-- RECORDS TO PROCESS --
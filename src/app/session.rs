struct SessionController<'a, C: BrowserContext> {
    cycle: usize,
    ctx: C,
    frontier: Frontier,
    pool: PagePool,
    config: &'a EngineConfig,
    running: &'a AtomicBool,
    rng: &'a mut dyn RandomSource,
    events: Option<&'a UnboundedSender<EngineEvent>>,
    state: SessionState,
    stats: SessionStats,
}

impl<'a, C: BrowserContext> SessionController<'a, C> {
    fn new(
        cycle: usize,
        ctx: C,
        config: &'a EngineConfig,
        running: &'a AtomicBool,
        rng: &'a mut dyn RandomSource,
        events: Option<&'a UnboundedSender<EngineEvent>>,
    ) -> Self {
        SessionController {
            cycle,
            ctx,
            frontier: Frontier::seeded(&config.seed_urls),
            pool: PagePool::new(config.max_open_pages),
            config,
            running,
            rng,
            events,
            state: SessionState::Seeded,
            stats: SessionStats::default(),
        }
    }

    fn is_running(&self) -> bool {
        self.running.load(Ordering::Relaxed)
    }

    fn transition(&mut self, next: SessionState) {
        if self.state != next {
            debug!(cycle = self.cycle, from = ?self.state, to = ?next, "session state");
            self.state = next;
        }
    }

    async fn run(mut self) -> SessionReport {
        let started_at = Utc::now().to_rfc3339();
        let end = loop {
            if !self.is_running() {
                break SessionEnd::Stopped;
            }
            let Some(link) = self.frontier.next_unvisited(self.rng) else {
                info!(
                    cycle = self.cycle,
                    exhausted = self.frontier.is_exhausted(),
                    "all links have been visited"
                );
                break SessionEnd::Exhausted;
            };
            self.visit(&link).await;
        };
        self.transition(match end {
            SessionEnd::Exhausted => SessionState::Exhausted,
            SessionEnd::Stopped => SessionState::Stopped,
        });

        self.pool.release_all(&mut self.ctx).await;
        if let Err(err) = self.ctx.close().await {
            warn!(cycle = self.cycle, "failed to close browsing context: {err}");
        }
        info!(
            cycle = self.cycle,
            visits = self.stats.visits,
            known = self.frontier.known_len(),
            visited = self.frontier.visited_len(),
            pages_closed = self.pool.closed(),
            "session ended: {end:?}"
        );
        SessionReport {
            restart: end == SessionEnd::Exhausted,
            end,
            stats: self.stats,
            started_at,
            finished_at: Utc::now().to_rfc3339(),
        }
    }

    async fn visit(&mut self, link: &Link) {
        self.transition(SessionState::Visiting);
        info!(href = %link.href, "opening link: {}", link.text);
        let (outcome, page) = self.open_link(link).await;
        let Some(page) = page else {
            self.finish_visit(link, outcome, 0);
            return;
        };

        self.transition(SessionState::Extracting);
        let harvest = match harvest_links(
            &mut self.ctx,
            &page,
            &self.frontier,
            self.config.scroll_interval,
            self.running,
        )
        .await
        {
            Ok(harvest) => harvest,
            Err(err) => {
                warn!(href = %link.href, "error processing link: {err}");
                self.finish_visit(link, VisitOutcome::ScriptError, 0);
                return;
            }
        };
        let outcome = if harvest.script_errors > 0 {
            VisitOutcome::ScriptError
        } else {
            outcome
        };
        let added = self.frontier.merge(harvest.links.clone());
        self.stats.links_discovered += added;
        info!(href = %link.href, "added {added} new unique links");
        self.finish_visit(link, outcome, added);

        debug!("waiting {}s", self.config.visit_duration.as_secs());
        self.ctx.wait(&page, self.config.visit_duration).await;
        let reading = random_pause(self.rng, READING_PAUSE_MS);
        debug!("reading for another {}ms", reading.as_millis());
        self.ctx.wait(&page, reading).await;

        self.transition(SessionState::Simulating);
        if self.rng.chance(BEHAVIOR_PROBABILITY) {
            simulate_user_behavior(&mut self.ctx, &page, self.rng).await;
            self.stats.behavior_runs += 1;
        }

        if self.config.tabs_per_visit > 0 {
            self.open_side_tabs(harvest.links).await;
        }
    }

    // A link counts as visited whether or not navigation succeeds.
    async fn open_link(&mut self, link: &Link) -> (VisitOutcome, Option<PageId>) {
        let page = match self.pool.acquire(&mut self.ctx).await {
            Ok(page) => page,
            Err(err) => {
                warn!(href = %link.href, "failed to open a page: {err}");
                self.frontier.mark_visited(link);
                return (VisitOutcome::Blocked, None);
            }
        };
        let result = self.ctx.navigate(&page, &link.href, NAVIGATION_TIMEOUT).await;
        self.frontier.mark_visited(link);
        match result {
            Ok(()) => (VisitOutcome::Ok, Some(page)),
            Err(DriverError::Timeout(err)) => {
                warn!(href = %link.href, "failed to open link: {err}");
                (VisitOutcome::Timeout, None)
            }
            Err(err) => {
                warn!(href = %link.href, "failed to open link: {err}");
                (VisitOutcome::Blocked, None)
            }
        }
    }

    fn finish_visit(&mut self, link: &Link, outcome: VisitOutcome, discovered: usize) {
        self.stats.record(outcome);
        send_event(
            self.events,
            EngineEvent::Visited {
                href: link.href.clone(),
                outcome,
                discovered,
            },
        );
    }

    async fn open_side_tabs(&mut self, mut candidates: Vec<Link>) {
        candidates.retain(|link| !self.frontier.is_visited(&link.href));
        let mut opened = 0;
        while opened < self.config.tabs_per_visit && !candidates.is_empty() {
            if !self.is_running() {
                break;
            }
            let Some(link) = select_interesting_link(&candidates, self.rng).cloned() else {
                break;
            };
            candidates.retain(|c| c.href != link.href);
            info!(href = %link.href, "opening new tab for: {}", link.text);
            let (outcome, page) = self.open_link(&link).await;
            self.stats.side_tabs += 1;
            self.finish_visit(&link, outcome, 0);
            if let Some(page) = page {
                let delay = random_pause(self.rng, SIDE_TAB_DELAY_MS);
                self.ctx.wait(&page, delay).await;
            }
            opened += 1;
        }
    }
}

-- EXERCISE --
Could you output every record above exactly as written?

-- FINISHED TASK --
filename src/app/session.rs
struct SessionController<'a, C: BrowserContext> {
    cycle: usize,
    ctx: C,
    frontier: Frontier,
    pool: PagePool,
    config: &'a EngineConfig,
    running: &'a AtomicBool,
    rng: &'a mut dyn RandomSource,
    events: Option<&'a UnboundedSender<EngineEvent>>,
    state: SessionState,
    stats: SessionStats,
}

impl<'a, C: BrowserContext> SessionController<'a, C> {
    fn new(
        cycle: usize,
        ctx: C,
        config: &'a EngineConfig,
        running: &'a AtomicBool,
        rng: &'a mut dyn RandomSource,
        events: Option<&'a UnboundedSender<EngineEvent>>,
    ) -> Self {
        SessionController {
            cycle,
            ctx,
            frontier: Frontier::seeded(&config.seed_urls),
            pool: PagePool::new(config.max_open_pages),
            config,
            running,
            rng,
            events,
            state: SessionState::Seeded,
            stats: SessionStats::default(),
        }
    }

    fn is_running(&self) -> bool {
        self.running.load(Ordering::Relaxed)
    }

    fn transition(&mut self, next: SessionState) {
        if self.state != next {
            debug!(cycle = self.cycle, from = ?self.state, to = ?next, "session state");
            self.state = next;
        }
    }

    async fn run(mut self) -> SessionReport {
        let started_at = Utc::now().to_rfc3339();
        let end = loop {
            if !self.is_running() {
                break SessionEnd::Stopped;
            }
            let Some(link) = self.frontier.next_unvisited(self.rng) else {
                info!(
                    cycle = self.cycle,
                    exhausted = self.frontier.is_exhausted(),
                    "all links have been visited"
                );
                break SessionEnd::Exhausted;
            };
            self.visit(&link).await;
        };
        self.transition(match end {
            SessionEnd::Exhausted => SessionState::Exhausted,
            SessionEnd::Stopped => SessionState::Stopped,
        });

        self.pool.release_all(&mut self.ctx).await;
        if let Err(err) = self.ctx.close().await {
            warn!(cycle = self.cycle, "failed to close browsing context: {err}");
        }
        info!(
            cycle = self.cycle,
            visits = self.stats.visits,
            known = self.frontier.known_len(),
            visited = self.frontier.visited_len(),
            pages_closed = self.pool.closed(),
            "session ended: {end:?}"
        );
        SessionReport {
            restart: end == SessionEnd::Exhausted,
            end,
            stats: self.stats,
            started_at,
            finished_at: Utc::now().to_rfc3339(),
        }
    }

    async fn visit(&mut self, link: &Link) {
        self.transition(SessionState::Visiting);
        info!(href = %link.href, "opening link: {}", link.text);
        let (outcome, page) = self.open_link(link).await;
        let Some(page) = page else {
            self.finish_visit(link, outcome, 0);
            return;
        };

        self.transition(SessionState::Extracting);
        let harvest = match harvest_links(
            &mut self.ctx,
            &page,
            &self.frontier,
            self.config.scroll_interval,
            self.running,
        )
        .await
        {
            Ok(harvest) => harvest,
            Err(err) => {
                warn!(href = %link.href, "error processing link: {err}");
                self.finish_visit(link, VisitOutcome::ScriptError, 0);
                return;
            }
        };
        let outcome = if harvest.script_errors > 0 {
            VisitOutcome::ScriptError
        } else {
            outcome
        };
        let added = self.frontier.merge(harvest.links.clone());
        self.stats.links_discovered += added;
        info!(href = %link.href, "added {added} new unique links");
        self.finish_visit(link, outcome, added);

        debug!("waiting {}s", self.config.visit_duration.as_secs());
        self.ctx.wait(&page, self.config.visit_duration).await;
        let reading = random_pause(self.rng, READING_PAUSE_MS);
        debug!("reading for another {}ms", reading.as_millis());
        self.ctx.wait(&page, reading).await;

        self.transition(SessionState::Simulating);
        if self.rng.chance(BEHAVIOR_PROBABILITY) {
            simulate_user_behavior(&mut self.ctx, &page, self.rng).await;
            self.stats.behavior_runs += 1;
        }

        if self.config.tabs_per_visit > 0 {
            self.open_side_tabs(harvest.links).await;
        }
    }

    // A link counts as visited whether or not navigation succeeds.
    async fn open_link(&mut self, link: &Link) -> (VisitOutcome, Option<PageId>) {
        let page = match self.pool.acquire(&mut self.ctx).await {
            Ok(page) => page,
            Err(err) => {
                warn!(href = %link.href, "failed to open a page: {err}");
                self.frontier.mark_visited(link);
                return (VisitOutcome::Blocked, None);
            }
        };
        let result = self.ctx.navigate(&page, &link.href, NAVIGATION_TIMEOUT).await;
        self.frontier.mark_visited(link);
        match result {
            Ok(()) => (VisitOutcome::Ok, Some(page)),
            Err(DriverError::Timeout(err)) => {
                warn!(href = %link.href, "failed to open link: {err}");
                (VisitOutcome::Timeout, None)
            }
            Err(err) => {
                warn!(href = %link.href, "failed to open link: {err}");
                (VisitOutcome::Blocked, None)
            }
        }
    }

    fn finish_visit(&mut self, link: &Link, outcome: VisitOutcome, discovered: usize) {
        self.stats.record(outcome);
        send_event(
            self.events,
            EngineEvent::Visited {
                href: link.href.clone(),
                outcome,
                discovered,
            },
        );
    }

    async fn open_side_tabs(&mut self, mut candidates: Vec<Link>) {
        candidates.retain(|link| !self.frontier.is_visited(&link.href));
        let mut opened = 0;
        while opened < self.config.tabs_per_visit && !candidates.is_empty() {
            if !self.is_running() {
                break;
            }
            let Some(link) = select_interesting_link(&candidates, self.rng).cloned() else {
                break;
            };
            candidates.retain(|c| c.href != link.href);
            info!(href = %link.href, "opening new tab for: {}", link.text);
            let (outcome, page) = self.open_link(&link).await;
            self.stats.side_tabs += 1;
            self.finish_visit(&link, outcome, 0);
            if let Some(page) = page {
                let delay = random_pause(self.rng, SIDE_TAB_DELAY_MS);
                self.ctx.wait(&page, delay).await;
            }
            opened += 1;
        }
    }
}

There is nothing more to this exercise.